Stabiles tourenspassbike mit sorglos eingelenker, mit poppigen und antriebseffizentem hinterbau mit zulassung 160er gabeln und 26'' würd mich schon reizen...

Ich denk man müsste vll die leute in einer form auf den thread aufmerksam machen (vll mal in durch nen artikel in den news). Hab ihn auch spät entdeckt...

Da kämen bestimmt noch leute hinzu.

Oder das reguläre 27,5er mit 26'' aufbauen.... Bliebe halt echt die frage ob die geschicht mit dem tretlager nicht zu dramatisch (tief) wird??


----------



## kasimir2 (20. April 2016)

Tja, grundsätzlich ist das Angebot von Stefan Stark ein 26" Yoke
zu konstruieren ja uralt.
Das Angebot von BikeYoke war in den News und steht auch auf der
Homepage vom crowdbike. Das einzige was eigentlich fehlt ist das
Alutech das Teil selber anbietet.

Was ich damit sagen will ist das man das Teil durchaus finden kann
wenn man möchte.

Ich habe aber mittlerweile das Gefühl das viele zu verunsichert sind
um noch auf so eine "alte Technologie" zu setzen, bzw. darin zu investieren.
Im Moment verkaufe ich ein "aktuelles" 650b Rad im Bikemarkt. Selbst
da kommen Kommentare wie: "Kein Boost, keine Plus Kompatibilität?
Ne laß mal lieber."

Zum Glück liegt hier genug Material herum das ich das ICB erstmal
versuchsweise in allen erdenklichen Variationen aufbauen kann.
Und dann mal in Ruhe schauen wie es weiter geht.

Gruß
Marc


----------



## MTB-News.de




----------



## faz99 (20. April 2016)

trailterror schrieb:


> Oder das reguläre 27,5er mit 26'' aufbauen.... Bliebe halt echt die frage ob die geschicht mit dem tretlager nicht zu dramatisch (tief) wird??

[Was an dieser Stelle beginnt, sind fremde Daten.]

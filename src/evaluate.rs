//! Evaluation pipeline - resolve, classify, describe
//!
//! [`evaluate`] runs the three steps for a single parameter. [`Evaluator`]
//! carries configuration and evaluates a whole study against a panel,
//! producing a [`StudyReport`] for printing and a sanitized
//! [`PublicResult`] view for the public verification page.

use crate::classify::{classify_value, Classification};
use crate::config::EvalConfig;
use crate::describe::{describe_localized, DisplayDescriptor, Locale, SeverityColor};
use crate::range::{resolve_range_with, ResolvedRange};
use crate::sex::PatientSex;
use crate::template::{ParameterPanel, ParameterTemplate, StudyResults};
use crate::value::{MeasuredValue, ParseOptions};
use chrono::{DateTime, Utc};
use serde::Serialize;

/// One evaluated result row
#[derive(Debug, Clone, PartialEq, Serialize)]
pub struct Evaluation {
    pub parameter: String,
    pub unit: String,
    pub value: MeasuredValue,
    pub range: ResolvedRange,
    pub reference_text: String,
    pub classification: Classification,
    pub descriptor: DisplayDescriptor,
}

/// Evaluate one raw value with default options and English labels
pub fn evaluate(template: &ParameterTemplate, raw_value: &str, sex: PatientSex) -> Evaluation {
    Evaluator::default().evaluate_parameter(template, raw_value, sex)
}

/// Evaluates values against templates using a fixed configuration
#[derive(Debug, Clone, Default)]
pub struct Evaluator {
    config: EvalConfig,
}

impl Evaluator {
    pub fn new(config: EvalConfig) -> Self {
        Self { config }
    }

    pub fn config(&self) -> &EvalConfig {
        &self.config
    }

    fn options(&self) -> ParseOptions {
        self.config.parse_options()
    }

    fn locale(&self) -> Locale {
        self.config.locale
    }

    pub fn evaluate_parameter(
        &self,
        template: &ParameterTemplate,
        raw_value: &str,
        sex: PatientSex,
    ) -> Evaluation {
        let range = resolve_range_with(template, sex, self.options());
        let value = MeasuredValue::parse_with(raw_value, self.options());
        let classification = classify_value(&value, &range);

        Evaluation {
            parameter: template.name.clone(),
            unit: template.unit.clone(),
            reference_text: range.reference_text(),
            descriptor: describe_localized(classification, self.locale()),
            value,
            range,
            classification,
        }
    }

    /// Evaluate every panel parameter that has a recorded value
    ///
    /// Rows follow panel order. Parameters without a value are listed in
    /// `summary.missing`; values for names not in the panel are ignored.
    pub fn evaluate_study(&self, panel: &ParameterPanel, results: &StudyResults) -> StudyReport {
        let sex = self.config.sex_for(results.patient_sex.as_deref());
        let mut rows = Vec::with_capacity(panel.parameters.len());
        let mut missing = Vec::new();

        for template in &panel.parameters {
            match results.get(&template.name) {
                Some(raw) => rows.push(self.evaluate_parameter(template, raw, sex)),
                None => missing.push(template.name.clone()),
            }
        }

        for name in results.values.keys() {
            if panel.get_parameter(name).is_none() {
                log::warn!("value for '{}' has no template in panel '{}'", name, panel.id);
            }
        }

        let summary = StudySummary::from_rows(&rows, missing);
        log::info!(
            "evaluated panel '{}': {} rows, {} abnormal, {} critical",
            panel.id,
            summary.total,
            summary.abnormal,
            summary.critical
        );

        StudyReport {
            panel_id: panel.id.clone(),
            panel_name: panel.name.clone(),
            panel_fingerprint: panel.fingerprint(),
            patient_sex: sex,
            evaluated_at: Utc::now(),
            rows,
            summary,
        }
    }
}

/// Counts over a study's rows
#[derive(Debug, Clone, Default, PartialEq, Eq, Serialize)]
pub struct StudySummary {
    pub total: usize,
    pub normal: usize,
    /// Outside the normal band, critical included
    pub abnormal: usize,
    pub critical: usize,
    pub unknown: usize,
    /// Panel parameters with no recorded value
    pub missing: Vec<String>,
}

impl StudySummary {
    fn from_rows(rows: &[Evaluation], missing: Vec<String>) -> Self {
        let count = |pred: fn(Classification) -> bool| {
            rows.iter().filter(|r| pred(r.classification)).count()
        };
        Self {
            total: rows.len(),
            normal: count(|c| c == Classification::Normal),
            abnormal: count(Classification::is_abnormal),
            critical: count(Classification::is_critical),
            unknown: count(|c| c == Classification::Unknown),
            missing,
        }
    }

    pub fn has_critical(&self) -> bool {
        self.critical > 0
    }
}

/// Evaluated study
#[derive(Debug, Clone, Serialize)]
pub struct StudyReport {
    pub panel_id: String,
    #[serde(skip_serializing_if = "Option::is_none")]
    pub panel_name: Option<String>,
    pub panel_fingerprint: String,
    pub patient_sex: PatientSex,
    pub evaluated_at: DateTime<Utc>,
    pub rows: Vec<Evaluation>,
    pub summary: StudySummary,
}

/// A result row as shown to an unauthenticated verifier
#[derive(Debug, Clone, PartialEq, Eq, Serialize)]
pub struct PublicResult {
    pub parameter: String,
    pub value: String,
    pub unit: String,
    pub reference_text: String,
    pub label: String,
    pub severity: SeverityColor,
}

impl StudyReport {
    /// Rows stripped down to what a printed report shows
    pub fn public_view(&self) -> Vec<PublicResult> {
        self.rows
            .iter()
            .map(|row| PublicResult {
                parameter: row.parameter.clone(),
                value: row.value.to_string(),
                unit: row.unit.clone(),
                reference_text: row.reference_text.clone(),
                label: row.descriptor.label.to_string(),
                severity: row.descriptor.severity,
            })
            .collect()
    }

    pub fn rows_with(&self, classification: Classification) -> impl Iterator<Item = &Evaluation> {
        self.rows
            .iter()
            .filter(move |r| r.classification == classification)
    }

    /// Fixed-width text table
    pub fn to_report(&self) -> String {
        let mut out = String::new();
        let title = self.panel_name.as_deref().unwrap_or(&self.panel_id);
        out.push_str(&format!("{} ({})\n", title, self.panel_fingerprint));
        out.push_str(&format!("Patient sex: {}\n\n", self.patient_sex));

        let name_width = self
            .rows
            .iter()
            .map(|r| r.parameter.chars().count())
            .max()
            .unwrap_or(0)
            .max("Parameter".len());

        out.push_str(&format!(
            "{:<name_width$}  {:>10}  {:<10}  {:<16}  {}\n",
            "Parameter", "Value", "Unit", "Reference", "Flag"
        ));
        for row in &self.rows {
            let flag = if row.descriptor.is_blank() {
                String::new()
            } else {
                format!("{} {}", row.descriptor.icon, row.descriptor.label)
            };
            out.push_str(&format!(
                "{:<name_width$}  {:>10}  {:<10}  {:<16}  {}\n",
                row.parameter,
                row.value.to_string(),
                row.unit,
                row.reference_text,
                flag
            ));
        }

        let s = &self.summary;
        out.push_str(&format!(
            "\n{} result(s): {} normal, {} abnormal ({} critical), {} unclassified\n",
            s.total, s.normal, s.abnormal, s.critical, s.unknown
        ));
        if !s.missing.is_empty() {
            out.push_str(&format!("Not recorded: {}\n", s.missing.join(", ")));
        }
        out
    }
}

#[cfg(test)]
mod tests {
    use super::*;

    fn glucose() -> ParameterTemplate {
        ParameterTemplate::new("Glucose", "mg/dL")
            .with_range(Some("70"), Some("100"))
            .with_critical(Some("40"), Some("400"))
    }

    fn panel() -> ParameterPanel {
        ParameterPanel {
            id: "chem".into(),
            name: Some("Chemistry".into()),
            description: None,
            parameters: vec![
                ParameterTemplate::new("Hemoglobin", "g/dL")
                    .with_range(Some("13.5"), Some("17.5"))
                    .with_female_range(Some("12.0"), Some("15.5"))
                    .with_critical(Some("7.0"), None),
                glucose(),
                ParameterTemplate::new("Urine protein", ""),
                ParameterTemplate::new("Creatinine", "mg/dL").with_range(Some("0.6"), Some("1.2")),
            ],
        }
    }

    fn results(sex: Option<&str>, values: &[(&str, &str)]) -> StudyResults {
        StudyResults {
            patient_sex: sex.map(str::to_string),
            values: values
                .iter()
                .map(|(k, v)| (k.to_string(), v.to_string()))
                .collect(),
        }
    }

    #[test]
    fn test_single_evaluation() {
        let e = evaluate(&glucose(), "95", PatientSex::Unspecified);
        assert_eq!(e.classification, Classification::Normal);
        assert_eq!(e.descriptor.label, "Normal");
        assert_eq!(e.reference_text, "70 - 100");
        assert_eq!(e.unit, "mg/dL");
    }

    #[test]
    fn test_study_report() {
        let study = results(
            Some("F"),
            &[
                ("Hemoglobin", "6.1"),
                ("Glucose", "120"),
                ("Urine protein", "Negative"),
                ("Potassium", "4.0"),
            ],
        );
        let report = Evaluator::default().evaluate_study(&panel(), &study);

        assert_eq!(report.patient_sex, PatientSex::Female);
        let names: Vec<_> = report.rows.iter().map(|r| r.parameter.as_str()).collect();
        assert_eq!(names, vec!["Hemoglobin", "Glucose", "Urine protein"]);

        assert_eq!(report.rows[0].classification, Classification::CriticalLow);
        assert_eq!(report.rows[0].reference_text, "12.0 - 15.5");
        assert_eq!(report.rows[1].classification, Classification::High);
        assert_eq!(report.rows[2].classification, Classification::Unknown);

        let s = &report.summary;
        assert_eq!((s.total, s.normal, s.abnormal, s.critical, s.unknown), (3, 0, 2, 1, 1));
        assert_eq!(s.missing, vec!["Creatinine".to_string()]);
        assert!(s.has_critical());
        assert_eq!(report.rows_with(Classification::High).count(), 1);
    }

    #[test]
    fn test_localized_labels_and_decimal_comma() {
        let evaluator = Evaluator::new(EvalConfig {
            locale: Locale::Es,
            decimal_comma: true,
            default_sex: None,
        });
        let e = evaluator.evaluate_parameter(&glucose(), "65,5", PatientSex::Male);
        assert_eq!(e.classification, Classification::Low);
        assert_eq!(e.descriptor.label, "Bajo");
    }

    #[test]
    fn test_public_view_is_sanitized() {
        let study = results(None, &[("Glucose", "95"), ("Urine protein", "Negative")]);
        let report = Evaluator::default().evaluate_study(&panel(), &study);
        let public = report.public_view();

        assert_eq!(public.len(), 2);
        assert_eq!(public[0].value, "95");
        assert_eq!(public[0].label, "Normal");
        assert_eq!(public[1].value, "Negative");
        assert_eq!(public[1].label, "");
        assert_eq!(public[1].severity, SeverityColor::Neutral);

        let json = serde_json::to_string(&public).unwrap();
        assert!(!json.contains("fingerprint"));
        assert!(!json.contains("critical_min"));
    }

    #[test]
    fn test_text_report() {
        let study = results(Some("M"), &[("Hemoglobin", "14.0"), ("Glucose", "401")]);
        let text = Evaluator::default().evaluate_study(&panel(), &study).to_report();
        assert!(text.starts_with("Chemistry (sha256:"));
        assert!(text.contains("Patient sex: male"));
        assert!(text.contains("⇈ Critical high"));
        assert!(text.contains("Not recorded: Urine protein, Creatinine"));
    }

    #[test]
    fn test_blank_value_counts_as_missing() {
        let study = StudyResults::from_yaml("values:\n  Hemoglobin: 14.0\n  Glucose:\n").unwrap();
        let report = Evaluator::default().evaluate_study(&panel(), &study);
        assert_eq!(report.rows.len(), 1);
        assert_eq!(report.rows[0].value.to_string(), "14.0");
        assert!(report.summary.missing.contains(&"Glucose".to_string()));
    }

    #[test]
    fn test_repeated_evaluation_is_identical() {
        let a = evaluate(&glucose(), "151", PatientSex::Female);
        let b = evaluate(&glucose(), "151", PatientSex::Female);
        assert_eq!(a, b);
    }
}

... das sag ich dir dann wenns geliefert wird.


----------



## trailterror (20. April 2016)

Cool, danke. Bin echt sehr gespannt auf deine erfahrung!


----------



## trailterror (20. April 2016)

@kasimir2 

Ok, wusst ich nicht. Habs in den news nicht bewusst gelesen (oder seitdem schon wieder vergessen)

Bewusst (ohne zu wissen, dass es zur debatte steht) hätt ich nun auch aktiv nicht danach gesucht, ehrlich gesagt...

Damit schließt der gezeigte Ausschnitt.